La tension monte sur les quais du Guilvinec, où depuis plusieurs semaines, la chute régulière des prix inquiète les professionnels de la pêche. Ce vendredi, Loïg Chesnais-Girard, le président de la région Bretagne, est venu apporter son soutien à une filière frappée par la crise.

«La pêche subit à la fois la crise du Brexit qui est bien là avec un impact profond sur la filière et surtout la crise aiguë de la covid-19 avec un écroulement des prix qui s’opère en raison de la perte d’un certain nombre de marchés et de la fermeture des restaurants et des cantines », émet Loïg Chesnais-Girard, président de la région Bretagne. Il pointe aussi la responsabilité de certains partenaires de la grande distribution et le rôle à jouer par le consommateur pour sortir d’un triptyque infernal « cabillaud, saumon, crevette », des produits « exotiques », bien loin de soutenir la pêche locale.
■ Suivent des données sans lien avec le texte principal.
impl SymbolTable {
    pub fn builtin() -> Self {
        let commands = BUILTIN_COMMANDS
            .iter()
            .map(|&(op, name, args, desc)| {
                (
                    op,
                    CommandDef {
                        name: name.to_string(),
                        args: args.to_string(),
                        desc: desc.to_string(),
                    },
                )
            })
            .collect();
        Self {
            commands,
            conditions: table_from(BUILTIN_CONDITIONS),
            std_scripts: table_from(BUILTIN_STD_SCRIPTS),
            variables: table_from(BUILTIN_VARIABLES),
            flags: BTreeMap::new(),
            specials: BTreeMap::new(),
            placeholders: table_from(BUILTIN_PLACEHOLDERS),
        }
    }

    /// Table with no commands at all; every opcode decodes as `db`.
    pub fn empty() -> Self {
        Self {
            commands: BTreeMap::new(),
            conditions: BTreeMap::new(),
            std_scripts: BTreeMap::new(),
            variables: BTreeMap::new(),
            flags: BTreeMap::new(),
            specials: BTreeMap::new(),
            placeholders: BTreeMap::new(),
        }
    }

    fn overlay(&mut self, doc: Document) -> Result<(), SymbolError> {
        let mut commands = BTreeMap::new();
        convert_keys("commands", doc.commands, &mut commands)?;
        for (&opcode, cmd) in &commands {
            if let Some(kind) = cmd.args.chars().find(|&c| ArgKind::from_char(c).is_none()) {
                return Err(SymbolError::InvalidArgFormat {
                    opcode,
                    name: cmd.name.clone(),
                    kind,
                });
            }
        }
        self.commands.extend(commands);
        convert_keys("conditions", doc.conditions, &mut self.conditions)?;
        convert_keys("std_scripts", doc.std_scripts, &mut self.std_scripts)?;
        convert_keys("variables", doc.variables, &mut self.variables)?;
        convert_keys("flags", doc.flags, &mut self.flags)?;
        convert_keys("specials", doc.specials, &mut self.specials)?;
        convert_keys("placeholders", doc.placeholders, &mut self.placeholders)?;
        debug!(
            "symbols: {} commands, {} flags, {} vars, {} specials",
            self.commands.len(),
            self.flags.len(),
            self.variables.len(),
            self.specials.len()
        );
        Ok(())
    }

    pub fn from_yaml_str(src: &str) -> Result<Self, SymbolError> {
        let mut table = Self::builtin();
        table.overlay(serde_yaml::from_str(src)?)?;
        Ok(table)
    }

    pub fn from_json_str(src: &str) -> Result<Self, SymbolError> {
        let mut table = Self::builtin();
        table.overlay(serde_json::from_str(src)?)?;
        Ok(table)
    }

    pub fn load(path: &Path) -> Result<Self, SymbolError> {
        let src = fs::read_to_string(path).map_err(|source| SymbolError::Io {
            path: path.display().to_string(),
            source,
        })?;
        let is_json = path
            .extension()
            .map(|e| e.eq_ignore_ascii_case("json"))
            .unwrap_or(false);
        if is_json {
            Self::from_json_str(&src)
        } else {
            Self::from_yaml_str(&src)
        }
    }

    pub fn command(&self, opcode: u8) -> Option<&CommandDef> {
        self.commands.get(&opcode)
    }
}

#[cfg(test)]
mod tests {
    use super::*;

    #[test]
    fn builtin_has_control_flow_commands() {
        let table = SymbolTable::builtin();
        assert_eq!(table.command(0x02).unwrap().name, "end");
        assert_eq!(table.command(0x05).unwrap().arg_kinds(), vec![ArgKind::Pointer]);
        assert_eq!(
            table.command(0x06).unwrap().arg_kinds(),
            vec![ArgKind::Byte, ArgKind::Pointer]
        );
        assert_eq!(table.command(0xB8).unwrap().name, "setvaddress");
        assert_eq!(table.command(0xBD).unwrap().args, "d");
        assert!(table.command(0xE3).is_none());
        for (op, cmd) in &table.commands {
            assert!(
                cmd.args.chars().all(|c| ArgKind::from_char(c).is_some()),
                "opcode {op:#04x}"
            );
        }
    }

    #[test]
    fn yaml_overlays_builtin() {
        let table = SymbolTable::from_yaml_str(
            r#"
commands:
  0x29: { name: setflag, args: f, desc: "Raises a flag" }
  0xF0: { name: custom, args: bw, desc: "Custom" }
flags:
  0x820: FLAG_BADGE01_GET
  "0x0861": FLAG_SYS_POKEDEX_GET
specials:
  0x0000: HealPlayerParty
"#,
        )
        .unwrap();
        assert_eq!(table.command(0x29).unwrap().desc, "Raises a flag");
        assert_eq!(table.command(0xF0).unwrap().args, "bw");
        assert_eq!(table.command(0x05).unwrap().name, "goto");
        assert_eq!(table.flags[&0x820], "FLAG_BADGE01_GET");
        assert_eq!(table.flags[&0x861], "FLAG_SYS_POKEDEX_GET");
        assert_eq!(table.specials[&0], "HealPlayerParty");
        assert_eq!(table.conditions[&1], "=");
    }

    #[test]
    fn json_keys_are_hex_strings() {
        let table = SymbolTable::from_json_str(
            r#"{"variables": {"0x4001": "VAR_TEMP_1"}, "placeholders": {"1": "{NAME}"}}"#,
        )
        .unwrap();
        assert_eq!(table.variables[&0x4001], "VAR_TEMP_1");
        assert_eq!(table.placeholders[&1], "{NAME}");
    }

    #[test]
    fn rejects_bad_keys_and_formats() {
        let err = SymbolTable::from_yaml_str("flags:\n  nope: FLAG_X\n").unwrap_err();
        assert!(matches!(err, SymbolError::InvalidKey { table: "flags", .. }));
        let err = SymbolTable::from_yaml_str("conditions:\n  0x100: X\n").unwrap_err();
        assert!(matches!(err, SymbolError::InvalidKey { .. }));
        let err =
            SymbolTable::from_yaml_str("commands:\n  0x01: { name: x, args: bz, desc: y }\n")
                .unwrap_err();
        assert!(matches!(err, SymbolError::InvalidArgFormat { kind: 'z', .. }));
    }

    #[test]
    fn loads_from_file() {
        let dir = tempfile::tempdir().unwrap();
        let path = dir.path().join("symbols.yaml");
        fs::write(&path, "std_scripts:\n  0x09: STD_CUSTOM\n").unwrap();
        let table = SymbolTable::load(&path).unwrap();
        assert_eq!(table.std_scripts[&9], "STD_CUSTOM");
    }
}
Un mécanisme de régulation des marges demandé

Un dispositif de régulation qu’Olivier Le Nézet, président du Comité des pêches maritimes de Bretagne, a également appelé de ses vœux. « Les professionnels qui partent en mer sont en attente, au retour de leur marée, d’avoir un juste prix de vente de leurs produits, notamment les navires hauturiers qui sont la colonne vertébrale de la pêche en Bretagne », a-t-il défendu. Sur les chiffres d’affaires réalisés par grandes enseignes de supermarchés, Yannick Calvez, président du comité des pêches du Finistère, se montre quant à lui très critique. « Elles écoulent les trois quarts de la production. Il devient insupportable d’entendre leurs discours toujours polis et lissés quand rien ne change sous la criée », invoque-t-il en soulignant que la marque pavillon France est loin d’être toujours mise en avant dans les différents magasins.

« À moyen et long terme, il y a un avenir pour la pêche et il faut continuer à investir dans la formation mais aussi de nouveaux bateaux. »Loïg Chesnais-Girard, président de la région Bretagne.